— Problem details —
Look through the data below and, wherever a line carries the word "bogus", please copy that line.

Collected data:
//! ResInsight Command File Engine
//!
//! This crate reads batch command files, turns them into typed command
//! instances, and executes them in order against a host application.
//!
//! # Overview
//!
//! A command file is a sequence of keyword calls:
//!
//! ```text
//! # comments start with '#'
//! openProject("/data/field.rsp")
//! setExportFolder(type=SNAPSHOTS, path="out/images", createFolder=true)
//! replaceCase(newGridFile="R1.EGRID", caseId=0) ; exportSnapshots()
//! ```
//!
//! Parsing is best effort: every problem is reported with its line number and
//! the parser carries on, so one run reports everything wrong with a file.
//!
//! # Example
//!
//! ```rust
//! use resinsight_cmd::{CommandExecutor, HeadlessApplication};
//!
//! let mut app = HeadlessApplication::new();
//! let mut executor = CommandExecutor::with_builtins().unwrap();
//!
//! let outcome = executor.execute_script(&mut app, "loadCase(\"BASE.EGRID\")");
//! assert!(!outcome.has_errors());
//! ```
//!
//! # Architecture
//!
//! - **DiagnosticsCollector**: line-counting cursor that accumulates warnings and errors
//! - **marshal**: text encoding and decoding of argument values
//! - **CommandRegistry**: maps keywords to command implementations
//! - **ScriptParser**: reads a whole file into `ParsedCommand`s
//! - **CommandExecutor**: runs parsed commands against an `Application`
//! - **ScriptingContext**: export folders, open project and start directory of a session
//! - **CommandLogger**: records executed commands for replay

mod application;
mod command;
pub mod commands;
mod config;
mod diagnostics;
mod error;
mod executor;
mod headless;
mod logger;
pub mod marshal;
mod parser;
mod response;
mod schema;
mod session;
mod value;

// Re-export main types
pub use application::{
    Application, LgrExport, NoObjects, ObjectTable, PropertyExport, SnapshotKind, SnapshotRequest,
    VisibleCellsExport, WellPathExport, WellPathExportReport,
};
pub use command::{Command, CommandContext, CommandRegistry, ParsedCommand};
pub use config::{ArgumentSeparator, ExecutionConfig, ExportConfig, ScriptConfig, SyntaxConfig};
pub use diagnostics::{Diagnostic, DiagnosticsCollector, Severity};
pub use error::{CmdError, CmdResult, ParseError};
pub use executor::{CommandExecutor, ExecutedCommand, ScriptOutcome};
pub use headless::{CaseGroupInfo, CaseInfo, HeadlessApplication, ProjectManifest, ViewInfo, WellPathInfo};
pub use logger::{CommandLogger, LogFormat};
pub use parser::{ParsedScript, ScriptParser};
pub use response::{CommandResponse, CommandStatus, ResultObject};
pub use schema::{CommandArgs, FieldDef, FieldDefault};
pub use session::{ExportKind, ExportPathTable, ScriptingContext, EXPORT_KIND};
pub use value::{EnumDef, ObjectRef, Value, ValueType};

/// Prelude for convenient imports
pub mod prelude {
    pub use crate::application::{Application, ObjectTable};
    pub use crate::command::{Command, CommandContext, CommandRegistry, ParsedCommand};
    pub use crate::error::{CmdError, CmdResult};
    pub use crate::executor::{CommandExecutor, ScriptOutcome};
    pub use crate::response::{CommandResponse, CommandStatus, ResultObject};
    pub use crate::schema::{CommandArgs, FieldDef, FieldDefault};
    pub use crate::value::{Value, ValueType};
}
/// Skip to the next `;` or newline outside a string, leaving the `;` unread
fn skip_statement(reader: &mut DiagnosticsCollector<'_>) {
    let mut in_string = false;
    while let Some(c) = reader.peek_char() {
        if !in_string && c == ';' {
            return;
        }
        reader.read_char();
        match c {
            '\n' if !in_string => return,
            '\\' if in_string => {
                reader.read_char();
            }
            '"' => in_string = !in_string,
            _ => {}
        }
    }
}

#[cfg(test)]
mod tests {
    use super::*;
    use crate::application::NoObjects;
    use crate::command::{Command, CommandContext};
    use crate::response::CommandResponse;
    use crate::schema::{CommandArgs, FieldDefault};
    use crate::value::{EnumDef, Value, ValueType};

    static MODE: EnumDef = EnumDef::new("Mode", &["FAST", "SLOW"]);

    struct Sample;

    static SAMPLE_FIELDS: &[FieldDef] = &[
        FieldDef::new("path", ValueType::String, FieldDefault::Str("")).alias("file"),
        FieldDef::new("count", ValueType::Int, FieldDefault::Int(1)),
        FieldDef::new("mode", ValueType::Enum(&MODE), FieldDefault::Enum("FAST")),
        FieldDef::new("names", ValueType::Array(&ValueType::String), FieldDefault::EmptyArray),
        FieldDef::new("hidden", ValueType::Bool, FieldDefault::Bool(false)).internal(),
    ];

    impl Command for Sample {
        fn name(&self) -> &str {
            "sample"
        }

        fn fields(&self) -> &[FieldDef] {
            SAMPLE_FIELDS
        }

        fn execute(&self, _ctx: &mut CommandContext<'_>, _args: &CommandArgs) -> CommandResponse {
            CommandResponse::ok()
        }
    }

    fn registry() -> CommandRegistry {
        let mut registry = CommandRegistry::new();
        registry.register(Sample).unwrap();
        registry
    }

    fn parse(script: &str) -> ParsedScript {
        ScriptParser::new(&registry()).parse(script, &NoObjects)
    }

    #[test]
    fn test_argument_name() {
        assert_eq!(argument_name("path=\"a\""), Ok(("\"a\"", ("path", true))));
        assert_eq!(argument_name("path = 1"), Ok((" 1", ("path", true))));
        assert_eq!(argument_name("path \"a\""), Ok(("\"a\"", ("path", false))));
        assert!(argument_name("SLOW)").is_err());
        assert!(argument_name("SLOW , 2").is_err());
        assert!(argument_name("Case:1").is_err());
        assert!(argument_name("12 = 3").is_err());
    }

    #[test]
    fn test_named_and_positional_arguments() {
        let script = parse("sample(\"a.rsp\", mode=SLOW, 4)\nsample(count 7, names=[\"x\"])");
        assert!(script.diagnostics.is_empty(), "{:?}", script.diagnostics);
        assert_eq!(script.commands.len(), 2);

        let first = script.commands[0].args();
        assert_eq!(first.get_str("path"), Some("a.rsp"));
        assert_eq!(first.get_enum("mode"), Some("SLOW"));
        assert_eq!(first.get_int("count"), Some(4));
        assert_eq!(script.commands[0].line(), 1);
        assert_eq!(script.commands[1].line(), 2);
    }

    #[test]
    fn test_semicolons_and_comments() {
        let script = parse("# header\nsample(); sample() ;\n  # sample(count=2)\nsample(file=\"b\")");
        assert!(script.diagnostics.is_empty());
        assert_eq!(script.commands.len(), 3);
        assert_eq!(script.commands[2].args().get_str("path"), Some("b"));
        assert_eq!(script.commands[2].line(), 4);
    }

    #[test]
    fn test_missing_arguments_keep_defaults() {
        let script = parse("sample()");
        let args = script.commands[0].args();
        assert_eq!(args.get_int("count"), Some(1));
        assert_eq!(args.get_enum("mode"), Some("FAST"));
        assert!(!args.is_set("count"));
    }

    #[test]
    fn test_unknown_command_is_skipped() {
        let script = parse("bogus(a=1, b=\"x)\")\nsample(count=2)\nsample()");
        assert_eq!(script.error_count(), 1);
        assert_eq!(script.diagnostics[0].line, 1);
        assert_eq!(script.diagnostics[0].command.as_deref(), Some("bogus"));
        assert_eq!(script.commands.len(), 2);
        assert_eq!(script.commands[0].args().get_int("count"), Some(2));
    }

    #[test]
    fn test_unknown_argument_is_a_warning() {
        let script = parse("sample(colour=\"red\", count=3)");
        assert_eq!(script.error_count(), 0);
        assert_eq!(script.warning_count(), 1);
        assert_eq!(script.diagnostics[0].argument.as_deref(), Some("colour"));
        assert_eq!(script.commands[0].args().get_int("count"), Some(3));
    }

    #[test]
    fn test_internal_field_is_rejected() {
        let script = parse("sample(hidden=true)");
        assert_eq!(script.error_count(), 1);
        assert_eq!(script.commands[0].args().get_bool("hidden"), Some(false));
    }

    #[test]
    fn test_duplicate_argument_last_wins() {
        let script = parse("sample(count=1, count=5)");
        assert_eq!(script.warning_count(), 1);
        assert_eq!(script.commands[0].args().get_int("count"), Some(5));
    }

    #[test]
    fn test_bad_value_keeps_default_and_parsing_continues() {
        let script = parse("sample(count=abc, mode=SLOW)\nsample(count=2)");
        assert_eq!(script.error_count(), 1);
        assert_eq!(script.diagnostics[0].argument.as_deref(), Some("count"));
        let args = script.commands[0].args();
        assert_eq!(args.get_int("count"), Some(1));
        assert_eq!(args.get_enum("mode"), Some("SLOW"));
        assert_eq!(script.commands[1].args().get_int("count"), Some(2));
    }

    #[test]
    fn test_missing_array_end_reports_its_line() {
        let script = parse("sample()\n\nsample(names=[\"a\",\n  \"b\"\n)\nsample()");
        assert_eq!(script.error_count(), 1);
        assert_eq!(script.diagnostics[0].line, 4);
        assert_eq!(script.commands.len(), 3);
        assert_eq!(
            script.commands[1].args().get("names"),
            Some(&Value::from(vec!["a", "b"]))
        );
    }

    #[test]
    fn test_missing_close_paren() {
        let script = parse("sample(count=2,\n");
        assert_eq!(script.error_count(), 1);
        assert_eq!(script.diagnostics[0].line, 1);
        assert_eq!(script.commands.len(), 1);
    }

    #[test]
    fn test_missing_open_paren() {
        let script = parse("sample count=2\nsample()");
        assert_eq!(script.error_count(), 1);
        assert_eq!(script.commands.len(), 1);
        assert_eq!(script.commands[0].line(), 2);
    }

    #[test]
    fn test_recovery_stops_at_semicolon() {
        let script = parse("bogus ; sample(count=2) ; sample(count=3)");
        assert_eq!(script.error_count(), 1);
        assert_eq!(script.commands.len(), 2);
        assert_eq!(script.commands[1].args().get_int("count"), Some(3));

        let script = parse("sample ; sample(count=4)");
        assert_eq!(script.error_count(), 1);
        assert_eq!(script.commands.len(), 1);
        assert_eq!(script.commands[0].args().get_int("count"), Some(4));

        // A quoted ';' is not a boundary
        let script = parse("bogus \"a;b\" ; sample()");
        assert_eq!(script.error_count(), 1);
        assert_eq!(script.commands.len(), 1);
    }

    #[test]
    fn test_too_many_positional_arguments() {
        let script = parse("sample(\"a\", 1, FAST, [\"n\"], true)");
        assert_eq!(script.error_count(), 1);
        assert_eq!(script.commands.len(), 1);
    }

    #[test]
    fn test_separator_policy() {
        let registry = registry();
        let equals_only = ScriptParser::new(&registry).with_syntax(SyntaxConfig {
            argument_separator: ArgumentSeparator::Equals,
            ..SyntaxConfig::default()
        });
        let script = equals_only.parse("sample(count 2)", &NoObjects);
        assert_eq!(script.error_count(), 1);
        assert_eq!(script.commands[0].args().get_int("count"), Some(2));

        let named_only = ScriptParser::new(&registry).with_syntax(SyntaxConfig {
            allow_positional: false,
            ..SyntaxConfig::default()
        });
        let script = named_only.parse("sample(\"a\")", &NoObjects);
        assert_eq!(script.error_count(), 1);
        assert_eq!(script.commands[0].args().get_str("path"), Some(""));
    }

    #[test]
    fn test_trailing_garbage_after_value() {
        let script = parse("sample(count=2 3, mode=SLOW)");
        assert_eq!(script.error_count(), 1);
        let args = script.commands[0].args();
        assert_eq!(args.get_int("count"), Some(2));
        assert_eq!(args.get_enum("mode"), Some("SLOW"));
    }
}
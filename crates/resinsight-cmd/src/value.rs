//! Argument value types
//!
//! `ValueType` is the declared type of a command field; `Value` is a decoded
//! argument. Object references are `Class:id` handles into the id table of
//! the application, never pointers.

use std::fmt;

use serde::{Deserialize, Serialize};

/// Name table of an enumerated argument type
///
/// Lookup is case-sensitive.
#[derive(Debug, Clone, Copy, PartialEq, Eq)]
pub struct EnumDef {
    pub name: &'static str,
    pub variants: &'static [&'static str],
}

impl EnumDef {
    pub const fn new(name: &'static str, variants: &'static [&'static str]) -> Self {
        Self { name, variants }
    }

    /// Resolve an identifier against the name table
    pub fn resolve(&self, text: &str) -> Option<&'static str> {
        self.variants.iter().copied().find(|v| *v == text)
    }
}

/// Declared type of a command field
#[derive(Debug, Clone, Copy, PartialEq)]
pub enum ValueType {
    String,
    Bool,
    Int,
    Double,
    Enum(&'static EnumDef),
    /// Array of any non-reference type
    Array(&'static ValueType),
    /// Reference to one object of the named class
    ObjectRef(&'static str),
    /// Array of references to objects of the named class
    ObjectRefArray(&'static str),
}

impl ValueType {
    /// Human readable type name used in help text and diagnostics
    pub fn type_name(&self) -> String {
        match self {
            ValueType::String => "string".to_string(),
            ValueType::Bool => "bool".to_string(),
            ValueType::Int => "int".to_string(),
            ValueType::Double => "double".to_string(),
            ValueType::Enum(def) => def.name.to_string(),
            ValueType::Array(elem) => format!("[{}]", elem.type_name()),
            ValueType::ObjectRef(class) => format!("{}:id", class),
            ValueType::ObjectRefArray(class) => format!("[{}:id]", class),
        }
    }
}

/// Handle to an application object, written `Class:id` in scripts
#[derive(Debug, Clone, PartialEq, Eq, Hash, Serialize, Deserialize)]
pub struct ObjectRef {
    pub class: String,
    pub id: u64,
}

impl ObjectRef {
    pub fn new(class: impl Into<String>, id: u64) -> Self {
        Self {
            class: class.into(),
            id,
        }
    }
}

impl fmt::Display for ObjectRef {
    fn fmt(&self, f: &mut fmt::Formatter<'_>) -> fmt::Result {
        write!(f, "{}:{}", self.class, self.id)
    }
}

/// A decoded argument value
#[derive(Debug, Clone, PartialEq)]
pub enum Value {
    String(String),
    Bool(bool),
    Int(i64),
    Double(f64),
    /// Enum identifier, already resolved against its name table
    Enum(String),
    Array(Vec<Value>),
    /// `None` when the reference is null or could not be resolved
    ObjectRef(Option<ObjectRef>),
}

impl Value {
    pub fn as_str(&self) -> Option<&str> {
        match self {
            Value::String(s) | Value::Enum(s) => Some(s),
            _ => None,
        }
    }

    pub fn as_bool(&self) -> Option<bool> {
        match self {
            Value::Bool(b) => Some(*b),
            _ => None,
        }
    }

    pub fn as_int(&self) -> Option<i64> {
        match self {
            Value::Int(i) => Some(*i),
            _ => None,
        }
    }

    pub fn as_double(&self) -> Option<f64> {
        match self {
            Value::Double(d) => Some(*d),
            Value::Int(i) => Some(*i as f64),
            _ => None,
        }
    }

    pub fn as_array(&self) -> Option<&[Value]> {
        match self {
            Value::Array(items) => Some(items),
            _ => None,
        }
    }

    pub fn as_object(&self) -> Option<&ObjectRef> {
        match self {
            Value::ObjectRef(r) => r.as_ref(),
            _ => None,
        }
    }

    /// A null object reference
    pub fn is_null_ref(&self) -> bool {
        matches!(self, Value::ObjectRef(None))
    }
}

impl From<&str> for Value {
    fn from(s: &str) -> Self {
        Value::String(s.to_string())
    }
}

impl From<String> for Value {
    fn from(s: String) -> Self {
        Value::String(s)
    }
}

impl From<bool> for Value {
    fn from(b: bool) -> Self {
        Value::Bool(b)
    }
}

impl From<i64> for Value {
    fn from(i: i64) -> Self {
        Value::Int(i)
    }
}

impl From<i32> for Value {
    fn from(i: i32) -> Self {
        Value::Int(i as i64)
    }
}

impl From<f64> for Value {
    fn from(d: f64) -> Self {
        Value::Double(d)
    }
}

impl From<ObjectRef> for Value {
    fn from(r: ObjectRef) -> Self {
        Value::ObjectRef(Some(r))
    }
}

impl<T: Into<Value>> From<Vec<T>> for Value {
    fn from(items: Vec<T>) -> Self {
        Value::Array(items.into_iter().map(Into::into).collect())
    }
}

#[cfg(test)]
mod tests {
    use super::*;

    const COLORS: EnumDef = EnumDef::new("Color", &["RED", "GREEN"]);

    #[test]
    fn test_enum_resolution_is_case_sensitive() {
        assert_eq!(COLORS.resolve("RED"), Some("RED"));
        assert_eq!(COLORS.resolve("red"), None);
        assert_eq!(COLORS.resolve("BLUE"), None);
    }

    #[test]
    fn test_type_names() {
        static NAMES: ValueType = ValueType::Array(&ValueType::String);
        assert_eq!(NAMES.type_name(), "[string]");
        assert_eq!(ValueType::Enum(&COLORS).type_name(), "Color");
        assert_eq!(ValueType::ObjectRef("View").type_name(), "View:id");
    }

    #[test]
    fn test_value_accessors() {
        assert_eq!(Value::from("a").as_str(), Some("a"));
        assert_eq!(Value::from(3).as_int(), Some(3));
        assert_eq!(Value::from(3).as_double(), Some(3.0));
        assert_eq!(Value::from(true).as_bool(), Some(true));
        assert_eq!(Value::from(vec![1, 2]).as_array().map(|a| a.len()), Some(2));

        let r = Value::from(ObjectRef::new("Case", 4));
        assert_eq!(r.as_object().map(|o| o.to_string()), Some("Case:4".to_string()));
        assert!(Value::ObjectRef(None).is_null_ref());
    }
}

— Task output —
        let script = parse("bogus(a=1, b=\"x)\")\nsample(count=2)\nsample()");
        assert_eq!(script.diagnostics[0].command.as_deref(), Some("bogus"));
        let script = parse("bogus ; sample(count=2) ; sample(count=3)");
        let script = parse("bogus \"a;b\" ; sample()");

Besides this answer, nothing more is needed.